### WORK ORDER
In the data below, find each line carrying the string "latitude" and copy it out.
*** MATERIAL FOR THE TASK ***
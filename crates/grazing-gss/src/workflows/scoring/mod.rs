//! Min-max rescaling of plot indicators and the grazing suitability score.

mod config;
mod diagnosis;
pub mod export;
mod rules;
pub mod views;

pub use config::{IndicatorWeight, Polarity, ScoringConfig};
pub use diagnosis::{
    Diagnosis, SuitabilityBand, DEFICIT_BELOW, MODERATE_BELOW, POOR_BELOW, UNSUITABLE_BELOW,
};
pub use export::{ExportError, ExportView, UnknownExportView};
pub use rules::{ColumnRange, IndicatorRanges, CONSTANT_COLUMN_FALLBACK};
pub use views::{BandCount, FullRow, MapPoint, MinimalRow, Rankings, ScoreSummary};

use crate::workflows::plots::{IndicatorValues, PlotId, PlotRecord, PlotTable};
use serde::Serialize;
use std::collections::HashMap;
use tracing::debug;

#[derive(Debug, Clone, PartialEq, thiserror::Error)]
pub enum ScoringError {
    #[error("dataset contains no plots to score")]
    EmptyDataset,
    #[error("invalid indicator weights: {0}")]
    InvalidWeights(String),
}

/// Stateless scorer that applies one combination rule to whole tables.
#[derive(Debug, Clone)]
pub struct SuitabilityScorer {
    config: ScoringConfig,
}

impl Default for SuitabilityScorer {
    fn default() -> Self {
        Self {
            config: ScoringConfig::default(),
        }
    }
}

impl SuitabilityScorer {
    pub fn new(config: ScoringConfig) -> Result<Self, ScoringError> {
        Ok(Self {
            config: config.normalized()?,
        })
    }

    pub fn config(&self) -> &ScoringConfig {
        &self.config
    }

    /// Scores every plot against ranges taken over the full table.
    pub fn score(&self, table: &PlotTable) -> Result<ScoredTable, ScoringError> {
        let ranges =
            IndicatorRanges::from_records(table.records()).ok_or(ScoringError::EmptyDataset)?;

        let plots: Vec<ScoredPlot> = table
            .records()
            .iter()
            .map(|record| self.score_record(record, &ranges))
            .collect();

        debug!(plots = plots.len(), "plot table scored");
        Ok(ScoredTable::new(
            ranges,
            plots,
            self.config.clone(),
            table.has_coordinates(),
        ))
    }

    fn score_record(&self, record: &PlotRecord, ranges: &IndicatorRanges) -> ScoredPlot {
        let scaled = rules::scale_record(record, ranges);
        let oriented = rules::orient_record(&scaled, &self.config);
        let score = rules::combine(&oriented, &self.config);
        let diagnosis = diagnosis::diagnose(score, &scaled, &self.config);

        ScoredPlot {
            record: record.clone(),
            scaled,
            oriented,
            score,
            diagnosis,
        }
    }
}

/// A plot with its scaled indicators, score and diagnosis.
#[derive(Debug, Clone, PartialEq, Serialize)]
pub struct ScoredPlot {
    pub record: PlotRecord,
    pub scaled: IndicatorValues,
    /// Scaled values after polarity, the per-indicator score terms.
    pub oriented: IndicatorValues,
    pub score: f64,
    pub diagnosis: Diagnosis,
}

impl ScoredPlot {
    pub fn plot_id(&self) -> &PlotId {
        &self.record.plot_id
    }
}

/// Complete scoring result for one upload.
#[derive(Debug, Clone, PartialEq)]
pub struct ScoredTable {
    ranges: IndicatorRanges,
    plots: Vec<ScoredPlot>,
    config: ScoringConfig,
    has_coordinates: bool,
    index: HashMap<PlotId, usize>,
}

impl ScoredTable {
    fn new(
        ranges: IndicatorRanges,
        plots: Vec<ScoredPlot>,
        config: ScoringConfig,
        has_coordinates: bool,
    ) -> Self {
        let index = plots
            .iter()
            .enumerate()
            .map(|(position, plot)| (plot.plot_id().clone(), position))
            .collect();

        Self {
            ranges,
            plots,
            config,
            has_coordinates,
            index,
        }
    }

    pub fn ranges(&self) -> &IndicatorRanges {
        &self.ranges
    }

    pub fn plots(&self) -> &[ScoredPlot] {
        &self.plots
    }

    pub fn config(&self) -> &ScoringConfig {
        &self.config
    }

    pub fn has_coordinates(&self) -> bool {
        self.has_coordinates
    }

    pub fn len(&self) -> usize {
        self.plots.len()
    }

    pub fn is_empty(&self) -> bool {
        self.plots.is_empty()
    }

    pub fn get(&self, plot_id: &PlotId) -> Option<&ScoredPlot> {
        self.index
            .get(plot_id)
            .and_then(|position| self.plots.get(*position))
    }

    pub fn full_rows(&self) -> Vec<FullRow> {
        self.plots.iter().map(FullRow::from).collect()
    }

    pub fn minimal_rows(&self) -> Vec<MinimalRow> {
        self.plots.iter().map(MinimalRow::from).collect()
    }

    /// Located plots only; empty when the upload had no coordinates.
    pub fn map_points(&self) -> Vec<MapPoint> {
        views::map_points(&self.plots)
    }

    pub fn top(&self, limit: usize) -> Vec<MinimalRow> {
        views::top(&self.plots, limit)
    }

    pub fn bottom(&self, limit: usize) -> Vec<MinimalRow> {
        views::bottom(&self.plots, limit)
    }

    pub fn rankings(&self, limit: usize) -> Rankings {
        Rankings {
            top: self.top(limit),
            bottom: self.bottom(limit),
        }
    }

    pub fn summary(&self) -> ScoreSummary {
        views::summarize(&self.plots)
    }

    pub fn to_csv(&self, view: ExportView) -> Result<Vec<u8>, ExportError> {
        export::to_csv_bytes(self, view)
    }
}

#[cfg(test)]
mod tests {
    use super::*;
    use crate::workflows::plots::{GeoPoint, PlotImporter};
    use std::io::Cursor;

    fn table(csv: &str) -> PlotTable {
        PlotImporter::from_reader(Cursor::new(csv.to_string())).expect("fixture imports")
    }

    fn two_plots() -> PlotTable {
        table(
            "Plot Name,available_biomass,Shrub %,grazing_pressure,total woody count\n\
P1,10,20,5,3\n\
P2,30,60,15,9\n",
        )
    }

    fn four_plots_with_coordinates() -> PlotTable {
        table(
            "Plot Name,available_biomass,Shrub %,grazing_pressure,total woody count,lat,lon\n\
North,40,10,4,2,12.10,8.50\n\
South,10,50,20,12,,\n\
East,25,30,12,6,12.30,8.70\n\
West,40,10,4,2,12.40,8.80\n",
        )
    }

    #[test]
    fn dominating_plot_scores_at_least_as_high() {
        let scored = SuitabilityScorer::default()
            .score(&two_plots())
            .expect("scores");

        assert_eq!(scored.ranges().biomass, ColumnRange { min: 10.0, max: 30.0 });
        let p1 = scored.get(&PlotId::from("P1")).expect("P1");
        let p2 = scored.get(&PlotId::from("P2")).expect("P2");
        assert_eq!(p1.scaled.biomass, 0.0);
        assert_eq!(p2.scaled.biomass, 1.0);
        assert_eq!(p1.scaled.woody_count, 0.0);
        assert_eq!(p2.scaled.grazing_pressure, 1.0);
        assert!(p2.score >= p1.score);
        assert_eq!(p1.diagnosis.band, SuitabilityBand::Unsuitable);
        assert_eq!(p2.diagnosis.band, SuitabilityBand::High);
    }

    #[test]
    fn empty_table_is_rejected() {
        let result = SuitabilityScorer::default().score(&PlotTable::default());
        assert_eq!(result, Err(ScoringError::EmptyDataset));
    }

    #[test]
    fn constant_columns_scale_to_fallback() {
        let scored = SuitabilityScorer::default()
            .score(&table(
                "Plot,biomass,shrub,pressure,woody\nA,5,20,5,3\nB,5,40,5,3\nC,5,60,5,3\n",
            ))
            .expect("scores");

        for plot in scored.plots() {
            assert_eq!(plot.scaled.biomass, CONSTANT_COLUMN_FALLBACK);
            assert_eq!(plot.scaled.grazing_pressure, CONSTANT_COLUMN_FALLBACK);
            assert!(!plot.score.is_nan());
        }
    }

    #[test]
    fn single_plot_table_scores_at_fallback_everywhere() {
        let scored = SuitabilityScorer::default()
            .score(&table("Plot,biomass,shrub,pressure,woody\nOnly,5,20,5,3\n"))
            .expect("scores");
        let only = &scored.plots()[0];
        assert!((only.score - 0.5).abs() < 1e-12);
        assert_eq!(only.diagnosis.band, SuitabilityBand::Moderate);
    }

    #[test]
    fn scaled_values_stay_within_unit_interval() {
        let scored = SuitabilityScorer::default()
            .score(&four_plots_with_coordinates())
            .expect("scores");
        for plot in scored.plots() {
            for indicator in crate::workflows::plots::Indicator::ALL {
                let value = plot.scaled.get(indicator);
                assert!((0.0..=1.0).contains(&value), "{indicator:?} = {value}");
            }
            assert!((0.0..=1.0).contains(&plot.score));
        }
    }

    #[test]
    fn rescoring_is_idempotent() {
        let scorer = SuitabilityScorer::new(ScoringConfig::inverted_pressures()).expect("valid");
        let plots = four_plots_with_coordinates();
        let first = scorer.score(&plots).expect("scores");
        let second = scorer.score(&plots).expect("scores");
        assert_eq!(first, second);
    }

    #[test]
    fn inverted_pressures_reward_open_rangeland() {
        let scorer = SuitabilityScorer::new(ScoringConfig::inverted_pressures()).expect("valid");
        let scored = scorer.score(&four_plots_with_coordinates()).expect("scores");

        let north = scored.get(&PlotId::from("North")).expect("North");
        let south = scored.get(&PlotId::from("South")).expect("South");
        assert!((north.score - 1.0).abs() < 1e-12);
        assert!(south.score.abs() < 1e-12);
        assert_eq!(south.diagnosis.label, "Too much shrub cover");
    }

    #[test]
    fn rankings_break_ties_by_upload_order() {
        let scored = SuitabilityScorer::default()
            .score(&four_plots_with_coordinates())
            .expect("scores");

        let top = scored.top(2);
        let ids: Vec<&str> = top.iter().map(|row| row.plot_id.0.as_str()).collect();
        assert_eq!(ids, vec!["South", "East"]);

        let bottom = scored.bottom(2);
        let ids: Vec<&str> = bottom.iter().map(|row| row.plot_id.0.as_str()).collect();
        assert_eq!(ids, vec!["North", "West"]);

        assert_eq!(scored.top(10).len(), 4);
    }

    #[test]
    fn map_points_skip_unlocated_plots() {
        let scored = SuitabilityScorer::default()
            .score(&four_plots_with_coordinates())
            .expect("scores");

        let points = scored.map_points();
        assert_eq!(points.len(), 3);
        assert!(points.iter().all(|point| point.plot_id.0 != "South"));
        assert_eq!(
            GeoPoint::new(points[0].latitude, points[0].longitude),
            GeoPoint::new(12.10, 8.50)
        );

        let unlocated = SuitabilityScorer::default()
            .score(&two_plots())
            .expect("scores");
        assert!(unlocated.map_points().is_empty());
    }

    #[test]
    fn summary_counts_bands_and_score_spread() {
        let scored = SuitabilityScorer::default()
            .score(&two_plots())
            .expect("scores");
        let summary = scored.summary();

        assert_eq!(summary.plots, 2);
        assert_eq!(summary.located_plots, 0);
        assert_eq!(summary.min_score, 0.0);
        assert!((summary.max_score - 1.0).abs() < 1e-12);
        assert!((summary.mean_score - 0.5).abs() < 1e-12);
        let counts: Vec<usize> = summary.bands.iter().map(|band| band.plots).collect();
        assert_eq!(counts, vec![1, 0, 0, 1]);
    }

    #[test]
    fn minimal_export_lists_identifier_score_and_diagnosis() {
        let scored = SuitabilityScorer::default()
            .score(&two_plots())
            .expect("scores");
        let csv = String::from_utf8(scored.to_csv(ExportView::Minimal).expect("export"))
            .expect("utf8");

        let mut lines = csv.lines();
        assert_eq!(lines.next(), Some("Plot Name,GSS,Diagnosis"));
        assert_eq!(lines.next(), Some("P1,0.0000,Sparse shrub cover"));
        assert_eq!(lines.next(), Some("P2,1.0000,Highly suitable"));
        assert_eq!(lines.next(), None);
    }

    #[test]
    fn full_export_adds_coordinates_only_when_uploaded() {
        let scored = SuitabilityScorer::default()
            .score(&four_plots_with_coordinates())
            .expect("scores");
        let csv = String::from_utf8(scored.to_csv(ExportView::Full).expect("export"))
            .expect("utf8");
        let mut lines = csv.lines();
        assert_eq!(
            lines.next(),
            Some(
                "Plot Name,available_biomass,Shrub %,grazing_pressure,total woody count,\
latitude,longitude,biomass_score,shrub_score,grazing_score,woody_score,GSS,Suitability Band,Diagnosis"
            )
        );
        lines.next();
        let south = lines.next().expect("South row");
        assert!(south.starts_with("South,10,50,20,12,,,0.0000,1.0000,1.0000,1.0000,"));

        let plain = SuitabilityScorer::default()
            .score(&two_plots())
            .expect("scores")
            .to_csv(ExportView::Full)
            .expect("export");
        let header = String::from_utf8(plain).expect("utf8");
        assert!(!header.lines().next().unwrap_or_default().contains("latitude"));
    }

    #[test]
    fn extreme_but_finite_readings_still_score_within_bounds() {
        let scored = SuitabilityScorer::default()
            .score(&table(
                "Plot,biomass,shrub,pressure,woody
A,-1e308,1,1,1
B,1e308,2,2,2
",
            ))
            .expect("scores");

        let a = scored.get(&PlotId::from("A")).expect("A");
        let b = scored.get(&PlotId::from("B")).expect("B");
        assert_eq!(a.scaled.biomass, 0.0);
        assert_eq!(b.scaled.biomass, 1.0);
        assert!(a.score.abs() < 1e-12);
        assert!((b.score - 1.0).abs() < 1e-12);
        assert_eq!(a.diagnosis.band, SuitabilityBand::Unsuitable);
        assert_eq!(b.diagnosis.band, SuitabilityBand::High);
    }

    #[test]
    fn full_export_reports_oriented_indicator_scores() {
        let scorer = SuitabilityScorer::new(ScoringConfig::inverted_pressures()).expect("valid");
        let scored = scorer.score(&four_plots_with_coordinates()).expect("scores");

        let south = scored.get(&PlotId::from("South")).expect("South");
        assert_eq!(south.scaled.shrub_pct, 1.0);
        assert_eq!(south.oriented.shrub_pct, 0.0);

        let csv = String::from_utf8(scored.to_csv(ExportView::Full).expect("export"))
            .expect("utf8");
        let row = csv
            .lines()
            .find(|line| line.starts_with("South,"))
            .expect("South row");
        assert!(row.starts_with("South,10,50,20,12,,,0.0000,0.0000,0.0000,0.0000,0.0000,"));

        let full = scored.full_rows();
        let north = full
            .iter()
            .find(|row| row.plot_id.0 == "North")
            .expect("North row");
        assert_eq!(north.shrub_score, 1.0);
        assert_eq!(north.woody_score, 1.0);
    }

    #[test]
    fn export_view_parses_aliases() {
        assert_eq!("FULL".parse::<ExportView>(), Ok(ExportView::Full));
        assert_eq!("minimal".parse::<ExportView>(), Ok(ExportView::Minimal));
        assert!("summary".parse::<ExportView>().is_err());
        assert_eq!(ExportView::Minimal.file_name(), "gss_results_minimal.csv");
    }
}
***
### SOLUTION TO THE PROBLEM
            GeoPoint::new(points[0].latitude, points[0].longitude),
latitude,longitude,biomass_score,shrub_score,grazing_score,woody_score,GSS,Suitability Band,Diagnosis"
        assert!(!header.lines().next().unwrap_or_default().contains("latitude"));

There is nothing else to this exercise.